See the [docs](https://docs.rs/programinduction) for more information.
## Installation
Install [rust](https://rust-lang.org) and ensure you're up to date (`rustup update`).
In a new or existing project, add the following to your `Cargo.toml`:
```toml
[dependencies]
programinduction = "0.6"
# many examples also depend on polytype for the tp! and ptp! macros:
polytype = "5.0"
```
The documentation requires a custom HTML header to include KaTeX for math
support. This isn't supported by `cargo doc`, so to build the documentation
you may use:
```sh
cargo rustdoc -- --html-in-header rustdoc-include-katex-header.html
```
## Usage
Specify a probabilistic context-free grammar (PCFG; see `pcfg::Grammar`) and
induce a sentence that matches an example:
```rust
#[macro_use]
extern crate polytype;
extern crate programinduction;
use programinduction::{ECParams, EC};
use programinduction::pcfg::{task_by_evaluation, Grammar, Rule};
fn evaluate(name: &str, inps: &[i32]) -> Result<i32, ()> {
match name {
"0" => Ok(0),
"1" => Ok(1),
"plus" => Ok(inps[0] + inps[1]),
_ => unreachable!(),
}
}
fn main() {
let g = Grammar::new(
tp!(EXPR),
vec![
Rule::new("0", tp!(EXPR), 1.0),
Rule::new("1", tp!(EXPR), 1.0),
Rule::new("plus", tp!(@arrow[tp!(EXPR), tp!(EXPR), tp!(EXPR)]), 1.0),
],
);
let ec_params = ECParams {
frontier_limit: 1,
search_limit_timeout: None,
search_limit_description_length: Some(8.0),
};
// task: the number 4
let task = task_by_evaluation(&evaluate, &4, tp!(EXPR));
let frontiers = g.explore(&ec_params, &[task]);
let sol = &frontiers[0].best_solution().unwrap().0;
println!("{}", g.display(sol));
}
```
The Exploration-Compression (EC) algorithm iteratively learns a better
representation by finding common structure in induced programs. We can run
the EC algorithm with a polymorphically-typed lambda calculus representation
`lambda::Language` in a Boolean circuit domain:
```rust
#[macro_use]
extern crate polytype;
extern crate programinduction;
use programinduction::{domains, lambda, ECParams, EC};
fn main() {
// circuit DSL
let dsl = lambda::Language::uniform(vec![
// NAND takes two bools and returns a bool
("nand", ptp!(@arrow[tp!(bool), tp!(bool), tp!(bool)])),
]);
// parameters
let lambda_params = lambda::CompressionParams::default();
let ec_params = ECParams {
frontier_limit: 1,
search_limit_timeout: Some(std::time::Duration::new(1, 0)),
search_limit_description_length: None,
};
// randomly sample 250 circuit tasks
let tasks = domains::circuits::make_tasks(250);
// one iteration of EC:
let (new_dsl, _solutions) = dsl.ec(&ec_params, &lambda_params, &tasks);
// print the new concepts it invented, based on common structure:
for &(ref expr, _, _) in &new_dsl.invented {
println!("invented {}", new_dsl.display(expr))

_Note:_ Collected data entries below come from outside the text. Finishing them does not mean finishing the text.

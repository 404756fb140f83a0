// Flag set/clear instructions

use crate::cpu::{flags, Cpu};

impl Cpu {
    /// CLC - clear carry
    pub(crate) fn clc(&mut self) {
        self.set_flag(flags::CARRY, false);
    }

    /// SEC - set carry
    pub(crate) fn sec(&mut self) {
        self.set_flag(flags::CARRY, true);
    }

    /// CLD - clear decimal mode (a no-op arithmetically on the 2A03)
    pub(crate) fn cld(&mut self) {
        self.set_flag(flags::DECIMAL, false);
    }

    /// SED - set decimal mode (tracked but never honored)
    pub(crate) fn sed(&mut self) {
        self.set_flag(flags::DECIMAL, true);
    }

    /// CLI - clear interrupt disable
    pub(crate) fn cli(&mut self) {
        self.set_flag(flags::INTERRUPT_DISABLE, false);
    }

    /// SEI - set interrupt disable
    pub(crate) fn sei(&mut self) {
        self.set_flag(flags::INTERRUPT_DISABLE, true);
    }

    /// CLV - clear overflow
    pub(crate) fn clv(&mut self) {
        self.set_flag(flags::OVERFLOW, false);
    }
}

// one of the inventions was "(λ (nand $0 $0))",
// which is the common and useful NOT operation!
}
}
```
You may have noted the above use of `domains::circuits`. Some domains are
already implemented for you. Currently, this only consists of _circuits_ and
_strings_.
## TODO
(you could be the one who does one of these!)
- [x] First-class function evaluation within Rust (and remove lisp
interpreters).
- [x] Add task generation function in `domains::strings`
- [x] Fallible evaluation (e.g. see how `domains::strings` handles `slice`).
- [x] Lazy evaluation.
- [x] `impl GP for pcfg::Grammar` is not yet complete.
- [ ] Eta-long sidestepping (so `f` gets enumerated instead of `(λ (f $0))`)
- [ ] Consolidate lazy/non-lazy evaluation (for ergonomics).
- [ ] Permit non-`&'static str`-named `Type`/`TypeSchema`.
- [ ] Ability to include recursive primitives in `lambda` representation.
- [ ] Faster lambda calculus evaluation (less cloning; bubble up whether
beta reduction happened rather than ultimate equality comparison).
- [ ] PCFG compression is currently only estimating parameters, not actually
learning pieces of programs. An [adaptor
grammar](http://cocosci.berkeley.edu/tom/papers/adaptornips.pdf)
approach seems like a good direction to go, perhaps minus the Bayesian
non-parametrics.
- [ ] Add more learning traits (like `EC` or `GP`)
- [ ] Add more representations
- [ ] Add more domains